Patrimonio netto di James Garner: James Garner era un attore cinematografico e televisivo americano che aveva un patrimonio netto di $ 20 milioni. James Garner era noto soprattutto per i suoi ruoli da protagonista nelle serie televisive come “Maverick” e “The Rockford Files”. È stato anche protagonista di numerosi film nel corso dei decenni, tra cui “The Great Escape”, “Grand Prix”, “Marlowe” e “Murphy’s Romance”, per il quale ha ottenuto una nomination all’Oscar. Più tardi, negli anni 2000, Garner è apparso nel film come “Space Cowboys” e “The Notebook”.

Primi anni di vita e servizio militare: James Garner è nato come James Scott Bumgarner nel 1928 a Denver, in Oklahoma. Suo padre era Weldon, un vedovo tedesco-americano, e sua madre era Mildred, morta quando Garner aveva cinque anni. È cresciuto con i suoi fratelli maggiori Jack e Charles. Dopo la fine della seconda guerra mondiale, Garner andò a vivere con suo padre a Los Angeles e frequentò la Hollywood High School. Più tardi, tornato in Oklahoma, si iscrisse alla Norman High School, dove giocava a basket, calcio e golf, e gareggiava nella squadra di atletica leggera. Durante il suo ultimo anno, ha abbandonato.
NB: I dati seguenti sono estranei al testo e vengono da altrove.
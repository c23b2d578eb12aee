//! Applying actions and turns to a position

use tracing::trace;

use super::action::{Action, ActionKind, Turn};
use super::board::Field;
use super::gods::{AreaShape, AttackKind, God, Special, StatusFx};
use super::position::{Occupant, Position};
use super::side::Side;

/// Damage `god` of `side` deals when attacking `target` from where it stands.
pub fn attack_damage(position: &Position, side: Side, god: God, target: Field) -> u8 {
    let info = god.info();
    let mut damage = info.dmg;
    if let Some(source) = position.field_of(side, god) {
        let (from, to) = (source.coords(), target.coords());
        let (dr, dc) = (to.r - from.r, to.c - from.c);
        match god {
            // Double damage unless the target is strictly in front.
            God::Hera if dr * side.forward() <= 0 => damage *= 2,
            God::Apollo if dr == 0 || dc == 0 || dr.abs() == dc.abs() => damage += 1,
            _ => {}
        }
    }
    if position.has_fx(side, god, StatusFx::DAMAGE_BOOST) {
        damage += 1;
    }
    damage
}

fn is_shielded(position: &Position, occupant: Occupant) -> bool {
    position.has_fx(occupant.side, occupant.god, StatusFx::SHIELDED)
}

/// Damages the god on `field` unless it is shielded.
fn damage_field(position: &mut Position, field: Field, damage: u8) {
    match position.occupant(field) {
        Some(occupant) if !is_shielded(position, occupant) => {
            position.deal_damage(field, damage);
        }
        Some(_) => {}
        None => debug_assert!(false, "no target on {}", field),
    }
}

/// Damages every enemy of `side` on `fields`, Athena first so that her
/// death lifts the shield from the others.
fn damage_fields(position: &mut Position, side: Side, fields: &[Field], damage: u8) {
    let athena = position.field_of(!side, God::Athena).filter(|f| fields.contains(f));
    if let Some(field) = athena {
        damage_field(position, field, damage);
    }
    for &field in fields {
        if Some(field) != athena && position.side_at(field) == Some(!side) {
            damage_field(position, field, damage);
        }
    }
}

/// Pushes enemies in the area one field away from the attacker, farthest
/// row first. Blocked pushes are skipped.
fn knock_back(position: &mut Position, side: Side, fields: &[Field]) {
    let forward = side.forward();
    let mut ordered = fields.to_vec();
    ordered.sort_by_key(|f| -f.coords().r * forward);
    for field in ordered {
        let Some(occupant) = position.occupant(field) else { continue };
        if occupant.side == side {
            continue;
        }
        let Some(behind) = field.offset(forward, 0) else { continue };
        if position.is_occupied(behind) {
            continue;
        }
        position.move_god(occupant.side, occupant.god, behind);
        release_after_push(position, occupant, behind);
    }
}

fn release_after_push(position: &mut Position, pushed: Occupant, dst: Field) {
    position.unchain(pushed.side, pushed.god);
    if pushed.god == God::Hades {
        let victims: Vec<(Field, God)> = position.deployed(!pushed.side).collect();
        for (field, god) in victims {
            if !field.is_adjacent(dst) {
                position.unchain(!pushed.side, god);
            }
        }
    }
}

/// Ares' arrival: every adjacent enemy takes damage.
fn land(position: &mut Position, side: Side, god: God) {
    let damage = god.info().landing_damage;
    if damage == 0 {
        return;
    }
    if let Some(field) = position.field_of(side, god) {
        damage_fields(position, side, field.neighbors(), damage);
    }
}

fn attack(position: &mut Position, side: Side, action: &Action) {
    let damage = attack_damage(position, side, action.god, action.field);
    match action.god.info().attack {
        AttackKind::Ranged(_) => damage_field(position, action.field, damage),
        AttackKind::Area(shape) => {
            let fields = shape.fields(side, action.field);
            damage_fields(position, side, &fields, damage);
            if shape == AreaShape::Front {
                knock_back(position, side, &fields);
            }
        }
    }
}

fn special(position: &mut Position, side: Side, action: &Action) {
    let god = action.god;
    match god.info().special {
        Special::DoubleAttack => {
            let damage = attack_damage(position, side, god, action.field);
            damage_field(position, action.field, damage);
        }
        Special::Chain => {
            if let Some(victim) = position.occupant(action.field) {
                position.chain(victim.side, victim.god);
            }
        }
        Special::Swap => {
            if let Some(ally) = position.occupant(action.field) {
                position.swap(side, god, ally.god);
                land(position, side, ally.god);
            }
        }
        Special::WitheringMoon => {
            damage_field(position, action.field, 1);
            if let Some(own) = position.field_of(side, god) {
                position.deal_damage(own, 1);
            }
        }
        Special::Frenzy => {
            if let Some(victim) = position.occupant(action.field) {
                let hp = position.hp(victim.side, victim.god);
                position.deal_damage(action.field, hp);
            }
            position.move_god(side, god, action.field);
        }
        Special::None => debug_assert!(false, "{} has no special", god.name()),
    }
}

/// Applies a single action for the side to move, without ending the turn.
pub fn execute_action(position: &mut Position, action: &Action) {
    let side = position.side_to_move();
    match action.kind {
        ActionKind::Summon => {
            debug_assert_eq!(action.field, Field::gate(side));
            position.summon(side, action.god);
            land(position, side, action.god);
        }
        ActionKind::Move => {
            position.move_god(side, action.god, action.field);
            land(position, side, action.god);
        }
        ActionKind::Attack => attack(position, side, action),
        ActionKind::Special => special(position, side, action),
    }
}

pub fn execute_actions(position: &mut Position, actions: &[Action]) {
    for action in actions {
        execute_action(position, action);
    }
}

/// Plays a whole turn and passes the move to the opponent.
pub fn execute_turn(position: &mut Position, turn: &Turn) {
    debug_assert!(!position.is_over(), "game is already over");
    trace!(side = position.side_to_move().name(), turn = %turn, "execute turn");
    execute_actions(position, turn);
    position.end_turn();
}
Dopo aver lavorato come marinaio mercantile nella marina mercantile degli Stati Uniti, Garner si arruolò nella Guardia nazionale dell’esercito della California. Ha servito i suoi primi sette mesi in California, e poi è andato in Corea per 14 mesi come fuciliere con il 5° Regimental Combat Team. Tra gli altri riconoscimenti, ha ricevuto una medaglia al servizio coreano, una medaglia al servizio delle Nazioni Unite per la Corea e un cuore viola.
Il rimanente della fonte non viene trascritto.